Dari hadits tersebut, jelas bahwa hubungan baik saja kepada Allah dengan menjalankan ibadah mahdhah seperti shalat, puasa, zakat, dan haji, belum cukup atau bahkan bisa sia-sia jika kita masih belum bisa menjalin hubungan baik kepada sesama manusia.
Masih tersebut juga dalam hadits yang lain bahwa Rasulullah SAW bersabda yang artinya: “Tidak akan masuk surga orang yang memutus tali silaturrahim (HR Bukhari). Dalam Al-Qur’an Surat Al-Anfal ayat 1 Allah SWT berfirman: “Bertakwalah kepada Allah dan perbaikilah hubungan kalian dengan sesama manusia.”
Dalam ayat di atas Allah SWT memerintahkan hambanya untuk bertakwa kepada-Nya, yang kemudian diikuti dengan perintah memperbaiki hubungan sesama manusia, yaitu menjalin cinta kasih dan memperkokoh persaudaraan (ukhuwah)

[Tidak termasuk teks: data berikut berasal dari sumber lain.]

pub mod creator;
pub mod sweep;

pub use creator::{ReservationError, ReservationService};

Pelajaran penting yang perlu kita ambil bahwa berperilaku baik kepada sesama manusia merupakan hal yang sangat mendasar untuk bisa dilakukan. Karena pahala ibadah seseorang bisa sia-sia atau hangus lantaran orang tersebut dalam kehidupan kesehariannya suka menyakiti orang lain selama di dunia. Bahkan, orang itupun pun bisa menanggung dosa orang lain yang disakiti jika pahalanya tidak mencukupi. Habis pahala, dosa bertambah.
Sungguh bangkrut. Itulah gambaran orang yang suka menyakiti orang lain kelak di hari kiamat. Maka, mumpung masih hayat di kandung badan, mari kita bersama peduli untuk saling berintrospeksi diri.
Perbaiki hubungan kemanusiaan kita dengan selalu menjalin silaturrahmi, saling memaafkan, meminta maaf kepada mereka yang pernah kita sakiti dan memberikan maaf kepada orang yang pernah menyakiti kita. Maaf-maafkan antar sesama sangatlah penting. Karena dosa seseorang yang dilakukan kepada sesama manusia tidak akan diampuni oleh Allah tanpa pemberian maaf dari orang yang pernah disakiti.
Diyakini, bahwa jika manusia berdosa kepada Allah seperti meninggalkan shalat, tidak berpuasa, tidak berzakat, atau bahkan syirik sekalipun, cukup kepada Allah saja kita memohon ampun. Cukup kepada Allah SWT manusia itu bertaubat nasuha’.
Tidak mengulangi dosa-dosa dan kemudian memperbaiki dan giat beribadahnya. Namun, jika dosa yang kita lakukan melibatkan manusia atau orang lain, yakni dengan menyakiti mereka, maka kita juga harus meminta maaf kepada yang bersangkutan dan mengembalikan haknya yang telah kita ambil.
Dalam kitab “Riyadus Shalihin” Imam Nawawi, seorang ulama masyhur pada zamannya hingga kini tetap menjadi rujukan dalam setiap referensi kitab-nya, merincikan bahwa pertaubatan untuk perbuatan maksiat yang terjadi sesama manusia, dilakukan dengan empat tahapan.
Pertama, bertaubat dan berhenti dari perbuatan tersebut. Kedua, menghadirkan penyesalan dalam diri atas kesalahan dan kemaksiatan yang pernah dilakukannya. Ketiga, berniat sungguh-sungguh untuk tidak mengulangi perbuatan tersebut.
Dan yang terakhir adalah mengembalikan tanggungan atau hak-hak yang telah kita ambil dari orang yang telah kita sakiti. Jika tanggungan itu berupa harta atau sejenisnya, maka wajib mengembalikan harta itu kepada yang berhak. Jikalau berupa suka menuduh tanpa dasar atau tuduhan lainnya, maka hendaklah mencabut tuduhannya tadi dari orang itu, atau meminta maaf kepadanya.
Dan jika berupa pengumpatan, cacian, ghibah, dan kejahatan lisan lainnya, maka hendaklah meminta maaf kepada orang yang yang telah disakitinya.
Semoga dengan menyadari betapa pentingnya memperbaiki, mempererat, dan menjaga hubungan silaturrahmi dengan sesama saudara, kaum kerabat, sahabat dan jiran serta tetangga kita dalam kehidupan sosial kemanusiaan (masyarakat) akan menjadikan kita menjadi hamba-hamba Allah SWT yang bisa meraih derajat Muttaqin dengan segala efek sosialnya. Saling berlaku dan berbuat baik, saling membantu, saling mengingatkan antar sesama seiring sejalan semakin taat kepada Allah SWT dan Rasul-Nya. Amin.
*Penghulu Madya / Kepala KUA Kec. Pegasing Kab. Aceh Tengah.